In 2007, The Lynn and Erin Compassionate Use Act was signed into law making New Mexico the 12th state to legalize cannabis for medical use. Since then, 17 more states have passed their own medical cannabis legislation and nine states have fully legalized cannabis for social use.
On April 2, 2018, The Albuquerque City Council voted to decriminalize low level cannabis possession, marking another historical moment of cannabis reform in New Mexico. The city’s criminal code will make it a civil infraction to possess up to one ounce of cannabis and cannabis paraphernalia, punishable by a $25 fine without jail time. Albuquerque Mayor Tim Keller is expected to sign the decriminalization ordinance in the next two weeks.

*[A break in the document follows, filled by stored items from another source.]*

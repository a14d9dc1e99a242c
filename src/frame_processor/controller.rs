// SPDX-License-Identifier: GPL-3.0-only

//! Pass controller
//!
//! Runs one analysis pass per incoming frame: checks the failure throttle,
//! separates the frame into channel images, submits each image to the
//! decoder as its own task and folds the results into the shared decode
//! session. Callers observe progress through [`ScanEvent`]s and may await a
//! [`PassHandle`] for the pass's own outcome.
//!
//! A pass completes at its first channel failure or when its last decode
//! attempt finishes, whichever comes first. Completion releases the frame
//! and emits `PassCompleted`, each exactly once per pass.

use crate::backends::camera::FrameLease;
use crate::config::ScannerConfig;
use crate::errors::AppError;
use crate::frame_processor::decoder::{BarcodeDecoder, DecodeResult};
use crate::frame_processor::separator::ChannelSeparator;
use crate::frame_processor::session::{DecodeSession, Recorded};
use crate::frame_processor::throttle::Throttle;
use crate::frame_processor::types::{Channel, MonochromeImage, PassOutcome, ScanEvent};
use std::sync::atomic::{AtomicBool, AtomicU64, AtomicUsize, Ordering};
use std::sync::{Arc, Mutex, MutexGuard};
use tokio::sync::mpsc::{self, UnboundedReceiver, UnboundedSender};
use tokio::task::JoinHandle;
use tokio::time::Instant;
use tracing::{debug, info, trace, warn};

/// Lock a mutex, recovering the data if a panicking task poisoned it
fn lock<T>(mutex: &Mutex<T>) -> MutexGuard<'_, T> {
    mutex.lock().unwrap_or_else(|poisoned| {
        warn!("Recovering poisoned lock");
        poisoned.into_inner()
    })
}

/// State shared by every pass of one controller
struct Shared {
    session: Mutex<DecodeSession>,
    throttle: Mutex<Throttle>,
}

/// Book-keeping for one in-flight pass
struct PassState {
    id: u64,
    lease: FrameLease,
    outstanding: AtomicUsize,
    had_failure: AtomicBool,
    completed: AtomicBool,
    output: Mutex<Option<String>>,
    events: UnboundedSender<ScanEvent>,
}

impl PassState {
    /// Release the frame and announce completion, once
    fn finish(&self) {
        if self.completed.swap(true, Ordering::AcqRel) {
            return;
        }
        self.lease.release();
        let had_failure = self.had_failure.load(Ordering::Acquire);
        debug!(pass = self.id, had_failure, "Pass completed");
        let _ = self.events.send(ScanEvent::PassCompleted { had_failure });
    }
}

/// Counts a channel attempt as finished when dropped, even on panic
struct AttemptGuard(Arc<PassState>);

impl Drop for AttemptGuard {
    fn drop(&mut self) {
        if self.0.outstanding.fetch_sub(1, Ordering::AcqRel) == 1 {
            self.0.finish();
        }
    }
}

/// Handle to a submitted pass
pub struct PassHandle {
    pass: Option<Arc<PassState>>,
    tasks: Vec<JoinHandle<()>>,
}

impl PassHandle {
    fn throttled() -> Self {
        Self {
            pass: None,
            tasks: Vec::new(),
        }
    }

    /// Whether the pass was skipped by the failure throttle
    pub fn is_throttled(&self) -> bool {
        self.pass.is_none()
    }

    /// Wait for every channel attempt of this pass
    pub async fn join(self) -> PassOutcome {
        let Some(pass) = self.pass else {
            return PassOutcome::Throttled;
        };

        for result in futures::future::join_all(self.tasks).await {
            if let Err(e) = result {
                warn!(pass = pass.id, error = %e, "Channel task failed");
            }
        }

        pass.finish();
        PassOutcome::Completed {
            output: lock(&pass.output).take(),
            had_failure: pass.had_failure.load(Ordering::Acquire),
        }
    }
}

/// Drives decode passes against one shared session
pub struct PassController {
    decoder: Arc<dyn BarcodeDecoder>,
    separator: ChannelSeparator,
    shared: Arc<Shared>,
    events: UnboundedSender<ScanEvent>,
    next_pass: AtomicU64,
}

impl PassController {
    /// Create a controller and the receiving end of its event stream
    pub fn new(
        decoder: impl BarcodeDecoder,
        config: &ScannerConfig,
    ) -> (Self, UnboundedReceiver<ScanEvent>) {
        let (events, receiver) = mpsc::unbounded_channel();
        let controller = Self {
            decoder: Arc::new(decoder),
            separator: ChannelSeparator::from_config(config),
            shared: Arc::new(Shared {
                session: Mutex::new(DecodeSession::new()),
                throttle: Mutex::new(Throttle::new(config.throttle_window())),
            }),
            events,
            next_pass: AtomicU64::new(0),
        };
        (controller, receiver)
    }

    /// Fill state of the live session, in channel order
    pub fn filled(&self) -> [bool; 3] {
        lock(&self.shared.session).filled()
    }

    /// Generation of the live session
    pub fn generation(&self) -> u64 {
        lock(&self.shared.session).generation()
    }

    /// Abandon the partially decoded payload and start over
    pub fn reset_session(&self) {
        lock(&self.shared.session).reset();
        info!("Decode session abandoned");
    }

    /// Submit a frame for one pass without waiting for the decoder
    ///
    /// Must be called from within a Tokio runtime.
    pub fn submit(&self, lease: FrameLease) -> PassHandle {
        let id = self.next_pass.fetch_add(1, Ordering::Relaxed);

        {
            let mut throttle = lock(&self.shared.throttle);
            if throttle.should_skip(Instant::now()) {
                debug!(pass = id, "Throttling pass after recent failure");
                lease.release();
                return PassHandle::throttled();
            }
            throttle.begin_pass();
        }

        let (filled, generation) = {
            let session = lock(&self.shared.session);
            (session.filled(), session.generation())
        };

        let frame = Arc::clone(lease.frame());
        let images: Vec<MonochromeImage> =
            if self.separator.region_for(frame.width, frame.height).is_empty() {
                debug!(pass = id, width = frame.width, height = frame.height, "Degenerate frame");
                Vec::new()
            } else {
                self.separator
                    .separate(&frame, filled)
                    .into_iter()
                    .flatten()
                    .collect()
            };

        let pass = Arc::new(PassState {
            id,
            lease,
            outstanding: AtomicUsize::new(images.len()),
            had_failure: AtomicBool::new(false),
            completed: AtomicBool::new(false),
            output: Mutex::new(None),
            events: self.events.clone(),
        });

        if images.is_empty() {
            pass.finish();
            return PassHandle {
                pass: Some(pass),
                tasks: Vec::new(),
            };
        }

        trace!(pass = id, generation, channels = images.len(), "Submitting channel images");

        let tasks = images
            .into_iter()
            .map(|image| {
                let channel = image.channel;
                let attempt = self.decoder.decode(image);
                let shared = Arc::clone(&self.shared);
                let guard = AttemptGuard(Arc::clone(&pass));
                tokio::spawn(async move {
                    let result = attempt.await;
                    handle_result(&shared, &guard.0, channel, generation, result);
                    drop(guard);
                })
            })
            .collect();

        PassHandle {
            pass: Some(pass),
            tasks,
        }
    }

    /// Run one pass to completion
    pub async fn run_pass(&self, lease: FrameLease) -> PassOutcome {
        self.submit(lease).join().await
    }
}

/// Fold one channel's decode result into the session and throttle
fn handle_result(
    shared: &Shared,
    pass: &PassState,
    channel: Channel,
    generation: u64,
    result: DecodeResult,
) {
    match result {
        Ok(candidates) => {
            let Some(first) = candidates.into_iter().next() else {
                trace!(pass = pass.id, %channel, "No symbols found");
                return;
            };
            let text = first.raw_value.unwrap_or_default();

            let completed = {
                let mut session = lock(&shared.session);
                match session.record_for(generation, channel, &text) {
                    Recorded::Stored => session.take_completed(),
                    Recorded::Empty | Recorded::AlreadyFilled | Recorded::Stale => None,
                }
            };

            match completed {
                Some(Ok(payload)) => {
                    info!(pass = pass.id, len = payload.chars().count(), "Payload reconstructed");
                    *lock(&pass.output) = Some(payload.clone());
                    let _ = pass.events.send(ScanEvent::Decoded(payload));
                }
                Some(Err(error)) => {
                    warn!(pass = pass.id, error = %error, "Discarding unmergeable session");
                    let _ = pass.events.send(ScanEvent::Failed {
                        channel: None,
                        error: error.into(),
                    });
                }
                None => {}
            }
        }
        Err(error) => {
            lock(&shared.throttle).record_failure(Instant::now());
            pass.had_failure.store(true, Ordering::Release);
            warn!(pass = pass.id, %channel, error = %error, "Channel decode failed");
            let _ = pass.events.send(ScanEvent::Failed {
                channel: Some(channel),
                error: AppError::from(error),
            });
            pass.finish();
        }
    }
}

#[cfg(test)]
mod tests {
    use super::*;
    use crate::backends::camera::CameraFrame;
    use crate::frame_processor::types::DecodedCandidate;
    use futures::FutureExt;
    use futures::future::BoxFuture;
    use std::collections::HashMap;

    /// Decoder answering from a fixed per-channel table
    struct TableDecoder {
        answers: HashMap<Channel, DecodeResult>,
        calls: Arc<AtomicUsize>,
    }

    impl BarcodeDecoder for TableDecoder {
        fn decode(&self, image: MonochromeImage) -> BoxFuture<'static, DecodeResult> {
            self.calls.fetch_add(1, Ordering::SeqCst);
            let answer = self
                .answers
                .get(&image.channel)
                .cloned()
                .unwrap_or(Ok(Vec::new()));
            async move { answer }.boxed()
        }
    }

    fn table(answers: &[(Channel, DecodeResult)]) -> (TableDecoder, Arc<AtomicUsize>) {
        let calls = Arc::new(AtomicUsize::new(0));
        let decoder = TableDecoder {
            answers: answers.iter().cloned().collect(),
            calls: Arc::clone(&calls),
        };
        (decoder, calls)
    }

    fn lease(width: u32, height: u32) -> FrameLease {
        let data = vec![128u8; (width * height * 4) as usize];
        FrameLease::detached(CameraFrame::from_rgba(width, height, data).unwrap())
    }

    #[tokio::test]
    async fn test_single_pass_reconstructs() {
        let (decoder, calls) = table(&[
            (Channel::Red, Ok(vec![DecodedCandidate::qr("AB")])),
            (Channel::Green, Ok(vec![DecodedCandidate::qr("CD")])),
            (Channel::Blue, Ok(vec![DecodedCandidate::qr("EF")])),
        ]);
        let (controller, mut events) = PassController::new(decoder, &ScannerConfig::default());

        let outcome = controller.run_pass(lease(8, 8)).await;
        assert_eq!(
            outcome,
            PassOutcome::Completed {
                output: Some("ECAFDB".to_string()),
                had_failure: false
            }
        );
        assert_eq!(calls.load(Ordering::SeqCst), 3);
        assert_eq!(controller.filled(), [false; 3]);
        assert_eq!(controller.generation(), 1);

        let mut decoded = 0;
        let mut completed = 0;
        while let Ok(event) = events.try_recv() {
            match event {
                ScanEvent::Decoded(text) => {
                    assert_eq!(text, "ECAFDB");
                    decoded += 1;
                }
                ScanEvent::PassCompleted { had_failure } => {
                    assert!(!had_failure);
                    completed += 1;
                }
                ScanEvent::Failed { .. } => panic!("unexpected failure"),
            }
        }
        assert_eq!((decoded, completed), (1, 1));
    }

    #[tokio::test]
    async fn test_filled_channels_not_resubmitted() {
        let (decoder, calls) = table(&[(Channel::Green, Ok(vec![DecodedCandidate::qr("g")]))]);
        let (controller, _events) = PassController::new(decoder, &ScannerConfig::default());

        controller.run_pass(lease(8, 8)).await;
        assert_eq!(calls.load(Ordering::SeqCst), 3);
        assert_eq!(controller.filled(), [false, true, false]);

        controller.run_pass(lease(8, 8)).await;
        assert_eq!(calls.load(Ordering::SeqCst), 5);
    }

    #[tokio::test]
    async fn test_candidate_without_text_leaves_slot_empty() {
        let candidate = DecodedCandidate {
            raw_value: None,
            format: crate::frame_processor::types::SymbolFormat::QrCode,
        };
        let (decoder, _calls) = table(&[(Channel::Red, Ok(vec![candidate]))]);
        let (controller, _events) = PassController::new(decoder, &ScannerConfig::default());

        controller.run_pass(lease(8, 8)).await;
        assert_eq!(controller.filled(), [false; 3]);
    }

    #[tokio::test]
    async fn test_degenerate_frame_is_noop() {
        let (decoder, calls) = table(&[]);
        let (controller, mut events) = PassController::new(decoder, &ScannerConfig::default());

        let frame = CameraFrame::from_rgba(0, 0, Vec::new()).unwrap();
        let outcome = controller.run_pass(FrameLease::detached(frame)).await;

        assert_eq!(
            outcome,
            PassOutcome::Completed {
                output: None,
                had_failure: false
            }
        );
        assert_eq!(calls.load(Ordering::SeqCst), 0);
        assert!(matches!(
            events.try_recv(),
            Ok(ScanEvent::PassCompleted { had_failure: false })
        ));
    }

    #[tokio::test]
    async fn test_length_mismatch_resets_session() {
        let (decoder, _calls) = table(&[
            (Channel::Red, Ok(vec![DecodedCandidate::qr("AB")])),
            (Channel::Green, Ok(vec![DecodedCandidate::qr("C")])),
            (Channel::Blue, Ok(vec![DecodedCandidate::qr("EF")])),
        ]);
        let (controller, mut events) = PassController::new(decoder, &ScannerConfig::default());

        let outcome = controller.run_pass(lease(8, 8)).await;
        assert_eq!(outcome.output(), None);
        assert_eq!(controller.filled(), [false; 3]);

        let mut saw_mismatch = false;
        while let Ok(event) = events.try_recv() {
            if let ScanEvent::Failed {
                channel: None,
                error: AppError::Session(_),
            } = event
            {
                saw_mismatch = true;
            }
        }
        assert!(saw_mismatch);
    }
}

Previously, those possessing an ounce or less would face a $50 fine as well as potential jail time of up to 15 days.
“The City of Albuquerque has made a critical next step forward in cannabis reform by decriminalizing small amounts of cannabis,” said Duke Rodriguez, CEO and President of Ultra Health®. “While we believe no one should be put in jail for low level possession, it is equally important that New Mexicans be given the choice to legally obtain their cannabis from a safe and regulated source.”
Patient enrollment in New Mexico’s Medical Cannabis Program is expected to surpass 65,000 cardholders by December 31, 2018, and the program is expected to generate more than $100 million in revenue for 2018.